# [Your task]
Please tally the lines of the listing that hold the string "super", and reply with that total only.

══ Extracted information

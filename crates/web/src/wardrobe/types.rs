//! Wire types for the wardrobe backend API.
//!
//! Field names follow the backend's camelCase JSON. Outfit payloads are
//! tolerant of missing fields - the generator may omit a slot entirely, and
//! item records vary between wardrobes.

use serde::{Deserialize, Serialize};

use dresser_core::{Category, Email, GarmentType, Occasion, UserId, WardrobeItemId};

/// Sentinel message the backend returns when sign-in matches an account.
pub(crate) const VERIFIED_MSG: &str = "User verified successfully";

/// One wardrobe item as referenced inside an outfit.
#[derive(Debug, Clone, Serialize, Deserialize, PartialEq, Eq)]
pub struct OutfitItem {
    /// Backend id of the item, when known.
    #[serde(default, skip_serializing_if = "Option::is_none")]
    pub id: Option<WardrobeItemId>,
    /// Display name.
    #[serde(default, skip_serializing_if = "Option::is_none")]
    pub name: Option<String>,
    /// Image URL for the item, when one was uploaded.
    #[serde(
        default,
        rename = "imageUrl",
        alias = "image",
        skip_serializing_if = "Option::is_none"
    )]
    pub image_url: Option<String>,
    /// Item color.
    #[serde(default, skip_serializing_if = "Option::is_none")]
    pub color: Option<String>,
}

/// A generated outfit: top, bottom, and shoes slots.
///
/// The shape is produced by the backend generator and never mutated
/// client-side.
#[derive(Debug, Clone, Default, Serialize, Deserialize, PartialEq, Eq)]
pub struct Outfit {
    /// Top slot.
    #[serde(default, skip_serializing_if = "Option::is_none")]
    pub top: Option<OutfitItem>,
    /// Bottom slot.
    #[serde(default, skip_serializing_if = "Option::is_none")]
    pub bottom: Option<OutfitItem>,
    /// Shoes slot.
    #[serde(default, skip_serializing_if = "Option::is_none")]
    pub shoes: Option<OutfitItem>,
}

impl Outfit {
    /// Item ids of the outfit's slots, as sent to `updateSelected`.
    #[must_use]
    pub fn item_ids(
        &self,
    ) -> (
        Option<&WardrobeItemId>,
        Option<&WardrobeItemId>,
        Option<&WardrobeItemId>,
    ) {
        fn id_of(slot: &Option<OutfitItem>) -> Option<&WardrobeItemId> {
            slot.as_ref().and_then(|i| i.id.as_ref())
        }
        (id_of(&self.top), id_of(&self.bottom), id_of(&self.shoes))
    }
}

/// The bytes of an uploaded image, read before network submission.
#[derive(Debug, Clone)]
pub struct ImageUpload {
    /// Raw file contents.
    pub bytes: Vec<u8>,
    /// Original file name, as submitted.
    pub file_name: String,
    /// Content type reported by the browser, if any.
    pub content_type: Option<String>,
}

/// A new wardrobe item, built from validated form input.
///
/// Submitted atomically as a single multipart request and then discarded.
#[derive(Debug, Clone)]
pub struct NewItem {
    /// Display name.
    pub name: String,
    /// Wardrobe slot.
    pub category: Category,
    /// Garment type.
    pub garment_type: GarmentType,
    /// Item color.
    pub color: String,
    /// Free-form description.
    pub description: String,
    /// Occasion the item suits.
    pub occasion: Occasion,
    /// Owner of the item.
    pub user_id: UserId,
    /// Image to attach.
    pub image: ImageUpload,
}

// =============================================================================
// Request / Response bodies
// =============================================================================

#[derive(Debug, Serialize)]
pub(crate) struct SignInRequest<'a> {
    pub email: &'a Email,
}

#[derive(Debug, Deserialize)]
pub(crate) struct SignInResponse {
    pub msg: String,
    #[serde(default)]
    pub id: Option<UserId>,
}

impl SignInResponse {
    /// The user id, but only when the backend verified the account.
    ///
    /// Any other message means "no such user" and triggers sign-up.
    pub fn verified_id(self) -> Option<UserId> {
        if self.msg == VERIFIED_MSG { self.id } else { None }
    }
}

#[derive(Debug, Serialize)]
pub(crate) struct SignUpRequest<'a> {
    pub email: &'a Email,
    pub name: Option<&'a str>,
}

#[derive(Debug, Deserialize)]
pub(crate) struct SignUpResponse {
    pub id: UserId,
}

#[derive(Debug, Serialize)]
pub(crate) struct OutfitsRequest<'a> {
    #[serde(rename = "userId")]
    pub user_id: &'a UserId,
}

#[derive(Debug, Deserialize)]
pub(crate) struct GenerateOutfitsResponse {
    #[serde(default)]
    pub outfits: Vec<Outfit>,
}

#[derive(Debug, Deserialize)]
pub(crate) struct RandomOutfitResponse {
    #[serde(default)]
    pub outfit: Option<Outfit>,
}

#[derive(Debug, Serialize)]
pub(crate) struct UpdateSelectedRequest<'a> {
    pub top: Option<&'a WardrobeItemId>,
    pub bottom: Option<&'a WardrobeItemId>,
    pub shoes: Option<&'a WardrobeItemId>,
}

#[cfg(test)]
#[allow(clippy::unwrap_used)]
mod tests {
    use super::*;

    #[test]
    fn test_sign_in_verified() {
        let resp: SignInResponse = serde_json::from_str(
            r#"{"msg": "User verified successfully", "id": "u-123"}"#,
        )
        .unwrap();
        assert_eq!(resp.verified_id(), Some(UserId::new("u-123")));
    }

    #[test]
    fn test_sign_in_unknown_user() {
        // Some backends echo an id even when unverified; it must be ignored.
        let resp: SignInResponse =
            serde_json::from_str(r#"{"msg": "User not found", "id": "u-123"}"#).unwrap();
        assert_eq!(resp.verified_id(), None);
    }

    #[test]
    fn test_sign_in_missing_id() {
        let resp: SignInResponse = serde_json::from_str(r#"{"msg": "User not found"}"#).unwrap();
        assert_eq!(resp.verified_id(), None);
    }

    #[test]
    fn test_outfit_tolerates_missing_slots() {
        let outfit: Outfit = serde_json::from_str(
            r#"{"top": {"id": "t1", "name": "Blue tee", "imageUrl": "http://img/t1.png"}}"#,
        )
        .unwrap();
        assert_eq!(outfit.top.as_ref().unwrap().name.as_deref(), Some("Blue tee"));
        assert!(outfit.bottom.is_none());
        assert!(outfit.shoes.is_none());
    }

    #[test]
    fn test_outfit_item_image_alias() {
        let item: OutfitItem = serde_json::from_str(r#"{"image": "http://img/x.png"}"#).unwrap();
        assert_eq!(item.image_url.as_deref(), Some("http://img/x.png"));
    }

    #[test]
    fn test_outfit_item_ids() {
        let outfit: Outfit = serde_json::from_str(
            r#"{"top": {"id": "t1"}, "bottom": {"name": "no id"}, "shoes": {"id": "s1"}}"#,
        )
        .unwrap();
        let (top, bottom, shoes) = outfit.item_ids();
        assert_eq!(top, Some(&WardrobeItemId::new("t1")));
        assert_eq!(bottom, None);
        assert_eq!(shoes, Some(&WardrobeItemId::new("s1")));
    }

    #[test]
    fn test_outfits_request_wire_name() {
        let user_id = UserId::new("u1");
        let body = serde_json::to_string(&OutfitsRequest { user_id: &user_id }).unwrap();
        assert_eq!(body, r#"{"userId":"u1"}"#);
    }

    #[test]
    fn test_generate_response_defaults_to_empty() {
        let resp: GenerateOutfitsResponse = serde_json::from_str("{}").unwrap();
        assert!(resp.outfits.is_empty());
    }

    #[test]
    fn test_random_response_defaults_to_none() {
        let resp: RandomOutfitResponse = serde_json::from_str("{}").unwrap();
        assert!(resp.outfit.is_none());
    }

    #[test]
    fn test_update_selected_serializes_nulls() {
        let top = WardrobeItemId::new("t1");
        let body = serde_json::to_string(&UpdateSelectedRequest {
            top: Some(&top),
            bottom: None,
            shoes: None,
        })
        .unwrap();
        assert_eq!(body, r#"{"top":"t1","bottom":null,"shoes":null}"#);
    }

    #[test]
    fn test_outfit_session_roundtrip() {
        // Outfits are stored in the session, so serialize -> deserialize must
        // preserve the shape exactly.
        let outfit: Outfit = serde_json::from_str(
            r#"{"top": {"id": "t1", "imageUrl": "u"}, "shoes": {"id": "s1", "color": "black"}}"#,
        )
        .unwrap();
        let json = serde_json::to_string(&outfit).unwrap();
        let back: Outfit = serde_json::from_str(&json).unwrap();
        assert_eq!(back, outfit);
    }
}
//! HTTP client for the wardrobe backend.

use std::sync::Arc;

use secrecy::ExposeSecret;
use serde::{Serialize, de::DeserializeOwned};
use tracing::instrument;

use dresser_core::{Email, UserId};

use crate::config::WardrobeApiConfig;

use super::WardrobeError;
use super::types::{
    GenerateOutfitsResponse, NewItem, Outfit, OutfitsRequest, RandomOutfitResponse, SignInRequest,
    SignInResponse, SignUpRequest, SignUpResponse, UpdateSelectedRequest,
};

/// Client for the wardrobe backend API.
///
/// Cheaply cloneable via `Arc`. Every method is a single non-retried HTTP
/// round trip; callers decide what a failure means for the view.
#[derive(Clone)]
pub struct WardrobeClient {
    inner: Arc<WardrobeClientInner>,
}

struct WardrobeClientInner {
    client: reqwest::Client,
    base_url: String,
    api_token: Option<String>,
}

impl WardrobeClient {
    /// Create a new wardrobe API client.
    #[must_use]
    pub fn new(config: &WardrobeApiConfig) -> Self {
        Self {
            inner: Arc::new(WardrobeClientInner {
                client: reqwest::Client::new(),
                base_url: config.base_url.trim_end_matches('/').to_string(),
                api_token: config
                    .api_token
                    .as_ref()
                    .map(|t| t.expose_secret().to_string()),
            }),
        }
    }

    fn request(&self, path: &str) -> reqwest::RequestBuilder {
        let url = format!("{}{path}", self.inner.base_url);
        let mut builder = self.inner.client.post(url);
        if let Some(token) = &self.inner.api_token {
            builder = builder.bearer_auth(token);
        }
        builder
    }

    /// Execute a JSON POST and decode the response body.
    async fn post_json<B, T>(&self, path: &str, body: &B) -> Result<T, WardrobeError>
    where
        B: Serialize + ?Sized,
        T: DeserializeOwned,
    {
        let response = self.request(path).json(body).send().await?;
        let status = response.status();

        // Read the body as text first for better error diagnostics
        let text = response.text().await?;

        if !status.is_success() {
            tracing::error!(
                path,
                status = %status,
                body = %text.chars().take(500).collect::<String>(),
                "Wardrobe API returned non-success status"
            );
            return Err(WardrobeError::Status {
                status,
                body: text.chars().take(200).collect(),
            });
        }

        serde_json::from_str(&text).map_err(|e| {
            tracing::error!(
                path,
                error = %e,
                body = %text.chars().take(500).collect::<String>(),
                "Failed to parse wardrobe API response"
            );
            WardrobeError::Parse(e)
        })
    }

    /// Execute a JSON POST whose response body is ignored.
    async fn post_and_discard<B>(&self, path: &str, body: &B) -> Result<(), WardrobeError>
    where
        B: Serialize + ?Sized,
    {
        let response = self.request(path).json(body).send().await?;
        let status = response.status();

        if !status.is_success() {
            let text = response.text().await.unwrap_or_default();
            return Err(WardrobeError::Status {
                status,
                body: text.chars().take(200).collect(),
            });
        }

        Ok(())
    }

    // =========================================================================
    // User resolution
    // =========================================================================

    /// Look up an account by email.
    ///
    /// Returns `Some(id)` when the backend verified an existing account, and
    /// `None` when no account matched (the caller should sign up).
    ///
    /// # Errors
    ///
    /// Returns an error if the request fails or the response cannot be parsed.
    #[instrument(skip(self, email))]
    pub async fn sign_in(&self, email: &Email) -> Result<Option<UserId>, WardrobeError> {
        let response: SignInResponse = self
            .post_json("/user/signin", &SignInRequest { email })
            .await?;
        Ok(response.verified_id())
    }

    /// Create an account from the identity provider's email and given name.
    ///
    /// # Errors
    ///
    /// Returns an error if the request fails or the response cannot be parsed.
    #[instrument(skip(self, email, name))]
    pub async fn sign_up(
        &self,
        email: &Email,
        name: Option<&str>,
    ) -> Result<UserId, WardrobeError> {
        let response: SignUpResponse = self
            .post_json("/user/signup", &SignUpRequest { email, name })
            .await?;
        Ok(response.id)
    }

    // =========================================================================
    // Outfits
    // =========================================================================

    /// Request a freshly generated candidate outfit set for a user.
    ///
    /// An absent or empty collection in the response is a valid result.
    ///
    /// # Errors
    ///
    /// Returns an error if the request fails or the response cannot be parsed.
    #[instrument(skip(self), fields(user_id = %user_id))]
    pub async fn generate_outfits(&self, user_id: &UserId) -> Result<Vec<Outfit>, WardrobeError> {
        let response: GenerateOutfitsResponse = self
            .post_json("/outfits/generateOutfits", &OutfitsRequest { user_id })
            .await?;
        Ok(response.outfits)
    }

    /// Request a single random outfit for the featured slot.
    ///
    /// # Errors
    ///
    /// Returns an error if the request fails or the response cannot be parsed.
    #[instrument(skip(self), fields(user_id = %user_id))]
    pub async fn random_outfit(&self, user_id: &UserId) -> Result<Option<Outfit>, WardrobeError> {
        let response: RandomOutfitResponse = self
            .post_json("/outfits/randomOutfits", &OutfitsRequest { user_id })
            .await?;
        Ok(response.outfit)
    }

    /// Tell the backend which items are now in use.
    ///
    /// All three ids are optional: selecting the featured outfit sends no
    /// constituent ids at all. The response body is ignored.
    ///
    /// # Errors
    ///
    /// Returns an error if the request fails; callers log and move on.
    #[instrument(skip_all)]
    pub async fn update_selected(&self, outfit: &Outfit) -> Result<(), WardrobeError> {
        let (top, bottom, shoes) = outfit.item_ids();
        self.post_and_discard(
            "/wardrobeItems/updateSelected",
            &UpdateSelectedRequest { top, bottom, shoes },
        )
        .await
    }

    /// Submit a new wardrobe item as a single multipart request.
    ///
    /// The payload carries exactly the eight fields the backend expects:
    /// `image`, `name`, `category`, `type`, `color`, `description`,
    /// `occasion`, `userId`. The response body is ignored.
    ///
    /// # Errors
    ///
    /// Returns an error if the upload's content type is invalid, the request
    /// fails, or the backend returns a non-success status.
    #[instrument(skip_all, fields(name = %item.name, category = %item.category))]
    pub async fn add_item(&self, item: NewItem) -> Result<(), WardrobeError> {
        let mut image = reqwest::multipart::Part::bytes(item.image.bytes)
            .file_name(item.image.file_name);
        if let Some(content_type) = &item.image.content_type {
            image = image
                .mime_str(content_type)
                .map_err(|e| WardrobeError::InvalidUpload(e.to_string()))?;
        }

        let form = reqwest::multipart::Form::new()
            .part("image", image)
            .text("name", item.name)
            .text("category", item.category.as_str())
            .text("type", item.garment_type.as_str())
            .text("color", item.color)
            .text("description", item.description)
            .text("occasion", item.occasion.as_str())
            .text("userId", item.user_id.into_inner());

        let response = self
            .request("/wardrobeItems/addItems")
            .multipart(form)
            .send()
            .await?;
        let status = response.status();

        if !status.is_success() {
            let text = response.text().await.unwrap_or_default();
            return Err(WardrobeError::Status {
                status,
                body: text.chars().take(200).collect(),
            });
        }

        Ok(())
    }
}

════

# [Exercise response]
3